What needs to be done: Could you print every record below exactly as written?

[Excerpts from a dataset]
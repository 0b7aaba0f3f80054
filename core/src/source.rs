// Byte-addressable read-only sources: disk images on disk or in memory

use std::fs::File;
use std::io::{self, Read, Seek, SeekFrom};
use std::path::{Path, PathBuf};
use std::sync::Arc;

use crate::error::ProbeError;

/// A byte-addressable, read-only source of disk data.
///
/// Only forward, positive-offset reads are ever performed against it. File
/// sources are opened per read and closed before the call returns, so a
/// `ByteSource` holds no OS resources between calls and is cheap to clone.
#[derive(Debug, Clone)]
pub enum ByteSource {
    File(PathBuf),
    Buffer(Arc<[u8]>),
}

impl ByteSource {
    pub fn file<P: AsRef<Path>>(path: P) -> Self {
        ByteSource::File(path.as_ref().to_path_buf())
    }

    pub fn buffer(data: Vec<u8>) -> Self {
        ByteSource::Buffer(data.into())
    }

    /// Total length of the source in bytes.
    pub fn len(&self) -> Result<u64, ProbeError> {
        match self {
            ByteSource::File(path) => Ok(std::fs::metadata(path)?.len()),
            ByteSource::Buffer(data) => Ok(data.len() as u64),
        }
    }

    pub fn is_empty(&self) -> Result<bool, ProbeError> {
        Ok(self.len()? == 0)
    }

    /// Read exactly `length` bytes at absolute `offset`.
    ///
    /// Open failures and short reads surface as `ProbeError::IoError`; the
    /// caller decides whether a truncated source is fatal.
    pub fn read_at(&self, offset: u64, length: usize) -> Result<Vec<u8>, ProbeError> {
        match self {
            ByteSource::File(path) => {
                let mut file = File::open(path)?;
                file.seek(SeekFrom::Start(offset))?;
                let mut buf = vec![0u8; length];
                file.read_exact(&mut buf)?;
                Ok(buf)
            }
            ByteSource::Buffer(data) => {
                let start = usize::try_from(offset).map_err(|_| {
                    ProbeError::InvalidInput(format!("offset {offset} exceeds address space"))
                })?;
                let end = start.checked_add(length).filter(|&end| end <= data.len());
                match end {
                    Some(end) => Ok(data[start..end].to_vec()),
                    None => Err(ProbeError::IoError(io::Error::new(
                        io::ErrorKind::UnexpectedEof,
                        format!(
                            "read of {} bytes at offset {} beyond source end {}",
                            length,
                            offset,
                            data.len()
                        ),
                    ))),
                }
            }
        }
    }
}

Response to this exercise:
repository 0b7aaba0f3f80054
filename core/src/source.rs
// Byte-addressable read-only sources: disk images on disk or in memory

use std::fs::File;
use std::io::{self, Read, Seek, SeekFrom};
use std::path::{Path, PathBuf};
use std::sync::Arc;

use crate::error::ProbeError;

/// A byte-addressable, read-only source of disk data.
///
/// Only forward, positive-offset reads are ever performed against it. File
/// sources are opened per read and closed before the call returns, so a
/// `ByteSource` holds no OS resources between calls and is cheap to clone.
#[derive(Debug, Clone)]
pub enum ByteSource {
    File(PathBuf),
    Buffer(Arc<[u8]>),
}

impl ByteSource {
    pub fn file<P: AsRef<Path>>(path: P) -> Self {
        ByteSource::File(path.as_ref().to_path_buf())
    }

    pub fn buffer(data: Vec<u8>) -> Self {
        ByteSource::Buffer(data.into())
    }

    /// Total length of the source in bytes.
    pub fn len(&self) -> Result<u64, ProbeError> {
        match self {
            ByteSource::File(path) => Ok(std::fs::metadata(path)?.len()),
            ByteSource::Buffer(data) => Ok(data.len() as u64),
        }
    }

    pub fn is_empty(&self) -> Result<bool, ProbeError> {
        Ok(self.len()? == 0)
    }

    /// Read exactly `length` bytes at absolute `offset`.
    ///
    /// Open failures and short reads surface as `ProbeError::IoError`; the
    /// caller decides whether a truncated source is fatal.
    pub fn read_at(&self, offset: u64, length: usize) -> Result<Vec<u8>, ProbeError> {
        match self {
            ByteSource::File(path) => {
                let mut file = File::open(path)?;
                file.seek(SeekFrom::Start(offset))?;
                let mut buf = vec![0u8; length];
                file.read_exact(&mut buf)?;
                Ok(buf)
            }
            ByteSource::Buffer(data) => {
                let start = usize::try_from(offset).map_err(|_| {
                    ProbeError::InvalidInput(format!("offset {offset} exceeds address space"))
                })?;
                let end = start.checked_add(length).filter(|&end| end <= data.len());
                match end {
                    Some(end) => Ok(data[start..end].to_vec()),
                    None => Err(ProbeError::IoError(io::Error::new(
                        io::ErrorKind::UnexpectedEof,
                        format!(
                            "read of {} bytes at offset {} beyond source end {}",
                            length,
                            offset,
                            data.len()
                        ),
                    ))),
                }
            }
        }
    }
}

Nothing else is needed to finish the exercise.